= ASSIGNED TASK =
In the data below, how many lines include the word "field"? Give only the number.
****************
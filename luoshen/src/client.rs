// Copyright (c) 2024 Xu Shaohua <shaohua@biofan.org>. All rights reserved.
// Use of this source is governed by Apache-2.0 License that can be found
// in the LICENSE file.

//! Public client facade.
//!
//! Commands can be submitted from any thread; the reactor runs on exactly
//! one driver thread. Drive it yourself by calling [`Client::tick`] in a
//! loop, or let the client own a background driver thread with
//! [`Client::start`].

use std::sync::atomic::{AtomicBool, Ordering};
use std::sync::{Arc, Mutex};
use std::thread::JoinHandle;

use crate::commands::{Command, CommandQueue};
use crate::completion::{completion_pair, CompletionHandle};
use crate::connect_options::ConnectOptions;
use crate::delegate::Multicast;
use crate::error::{Error, ErrorKind};
use crate::events::{
    ClientDelegates, ConnectEvent, DisconnectEvent, PublishAckEvent, SubscribeAckEvent,
    UnsubscribeAckEvent,
};
use crate::message::{Message, SubscribeResult, TopicFilter, UnsubscribeResult};
use crate::metrics::{Metrics, MetricsSnapshot};
use crate::reactor::Reactor;
use crate::socket::{NetTransport, Transport};

/// MQTT client over one broker connection.
pub struct Client {
    options: Arc<ConnectOptions>,
    queue: Arc<CommandQueue>,
    connected: Arc<AtomicBool>,
    delegates: ClientDelegates,
    metrics: Arc<Metrics>,
    reactor: Arc<Mutex<Reactor>>,
    driver: Mutex<Option<JoinHandle<()>>>,
    stop: Arc<AtomicBool>,
}

impl std::fmt::Debug for Client {
    fn fmt(&self, f: &mut std::fmt::Formatter<'_>) -> std::fmt::Result {
        f.debug_struct("Client")
            .field("options", &self.options)
            .field("connected", &self.is_connected())
            .finish_non_exhaustive()
    }
}

impl Client {
    /// Create a client with the production transport backends.
    #[must_use]
    pub fn new(options: ConnectOptions) -> Self {
        let options = Arc::new(options);
        let transport = Box::new(NetTransport::new(Arc::clone(&options)));
        Self::with_boxed_transport(options, transport)
    }

    /// Create a client over a caller supplied transport. Used by tests and
    /// alternative socket backends.
    #[must_use]
    pub fn with_transport(options: ConnectOptions, transport: Box<dyn Transport>) -> Self {
        Self::with_boxed_transport(Arc::new(options), transport)
    }

    fn with_boxed_transport(options: Arc<ConnectOptions>, transport: Box<dyn Transport>) -> Self {
        let queue = Arc::new(CommandQueue::new(options.max_pending_commands()));
        let connected = Arc::new(AtomicBool::new(false));
        let delegates = ClientDelegates::new();
        let metrics = Arc::new(Metrics::new());
        let reactor = Reactor::new(
            Arc::clone(&options),
            transport,
            Arc::clone(&queue),
            delegates.clone(),
            Arc::clone(&metrics),
            Arc::clone(&connected),
        );
        Self {
            options,
            queue,
            connected,
            delegates,
            metrics,
            reactor: Arc::new(Mutex::new(reactor)),
            driver: Mutex::new(None),
            stop: Arc::new(AtomicBool::new(false)),
        }
    }

    fn submit(&self, command: Command) {
        if let Err(command) = self.queue.push(command) {
            let error = Error::new(ErrorKind::QueueFull, "Command queue is full");
            fail_command(command, &error);
        }
    }

    /// Establish the MQTT connection.
    #[must_use]
    pub fn connect(&self, clean_session: bool) -> CompletionHandle<()> {
        let (sink, handle) = completion_pair();
        self.submit(Command::Connect {
            clean_session,
            sink,
        });
        handle
    }

    /// Shut the session down with a DISCONNECT packet.
    #[must_use]
    pub fn disconnect(&self) -> CompletionHandle<()> {
        let (sink, handle) = completion_pair();
        self.submit(Command::Disconnect { sink });
        handle
    }

    /// Publish one message with its QoS delivery guarantee.
    #[must_use]
    pub fn publish(&self, message: Message) -> CompletionHandle<()> {
        let (sink, handle) = completion_pair();
        self.submit(Command::Publish { message, sink });
        handle
    }

    /// Create subscriptions for `filters`, settling with per-filter
    /// results.
    #[must_use]
    pub fn subscribe(&self, filters: Vec<TopicFilter>) -> CompletionHandle<Vec<SubscribeResult>> {
        let (sink, handle) = completion_pair();
        self.submit(Command::Subscribe { filters, sink });
        handle
    }

    /// Create one subscription.
    #[must_use]
    pub fn subscribe_filter(&self, filter: TopicFilter) -> CompletionHandle<Vec<SubscribeResult>> {
        self.subscribe(vec![filter])
    }

    /// Remove subscriptions, settling with per-filter results.
    #[must_use]
    pub fn unsubscribe(&self, topics: Vec<String>) -> CompletionHandle<Vec<UnsubscribeResult>> {
        let (sink, handle) = completion_pair();
        self.submit(Command::Unsubscribe { topics, sink });
        handle
    }

    /// Drop the transport without the MQTT shutdown handshake.
    pub fn close_socket(&self, code: i32, reason: &str) {
        self.submit(Command::CloseSocket {
            code,
            reason: reason.to_string(),
        });
    }

    /// Whether the session currently is in the Ready state. Callable from
    /// any thread.
    #[must_use]
    pub fn is_connected(&self) -> bool {
        self.connected.load(Ordering::Acquire)
    }

    /// Run one reactor round on the calling thread.
    ///
    /// Use this for driver-controlled ticking; do not mix with
    /// [`Client::start`].
    pub fn tick(&self) {
        self.reactor.lock().unwrap().tick();
    }

    /// Spawn the library-owned driver thread, ticking at the configured
    /// interval.
    pub fn start(&self) {
        let mut driver = self.driver.lock().unwrap();
        if driver.is_some() {
            return;
        }
        self.stop.store(false, Ordering::Release);

        let reactor = Arc::clone(&self.reactor);
        let stop = Arc::clone(&self.stop);
        let interval = self.options.tick_interval();
        let spawned = std::thread::Builder::new()
            .name("luoshen-reactor".to_string())
            .spawn(move || {
                while !stop.load(Ordering::Acquire) {
                    reactor.lock().unwrap().tick();
                    std::thread::sleep(interval);
                }
            });
        match spawned {
            Ok(handle) => *driver = Some(handle),
            Err(err) => log::error!("client: Failed to spawn driver thread: {err}"),
        }
    }

    /// Stop the driver thread started with [`Client::start`].
    pub fn stop(&self) {
        self.stop.store(true, Ordering::Release);
        let handle = self.driver.lock().unwrap().take();
        if let Some(handle) = handle {
            if handle.join().is_err() {
                log::error!("client: Driver thread panicked");
            }
        }
    }

    /// Connection lifecycle events.
    #[must_use]
    pub fn on_connect(&self) -> &Multicast<ConnectEvent> {
        &self.delegates.connect
    }

    #[must_use]
    pub fn on_disconnect(&self) -> &Multicast<DisconnectEvent> {
        &self.delegates.disconnect
    }

    /// QoS 1/2 publish flow completions.
    #[must_use]
    pub fn on_publish_ack(&self) -> &Multicast<PublishAckEvent> {
        &self.delegates.publish_ack
    }

    #[must_use]
    pub fn on_subscribe_ack(&self) -> &Multicast<SubscribeAckEvent> {
        &self.delegates.subscribe_ack
    }

    #[must_use]
    pub fn on_unsubscribe_ack(&self) -> &Multicast<UnsubscribeAckEvent> {
        &self.delegates.unsubscribe_ack
    }

    /// Inbound application messages.
    #[must_use]
    pub fn on_message(&self) -> &Multicast<Message> {
        &self.delegates.message
    }

    /// Copy of the engine counters.
    #[must_use]
    pub fn metrics(&self) -> MetricsSnapshot {
        self.metrics.snapshot()
    }

    /// Connection options this client was built with.
    #[must_use]
    pub fn options(&self) -> &ConnectOptions {
        &self.options
    }
}

impl Drop for Client {
    fn drop(&mut self) {
        self.stop();
    }
}

/// Settle the completion of a command rejected before reaching the reactor.
fn fail_command(command: Command, error: &Error) {
    match command {
        Command::Connect { sink, .. } => sink.complete_err(error.clone()),
        Command::Disconnect { sink } => sink.complete_err(error.clone()),
        Command::Publish { sink, .. } => sink.complete_err(error.clone()),
        Command::Subscribe { sink, .. } => sink.complete_err(error.clone()),
        Command::Unsubscribe { sink, .. } => sink.complete_err(error.clone()),
        Command::CloseSocket { .. } => {}
    }
}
****************
= SOLUTION TO THIS PROBLEM =
2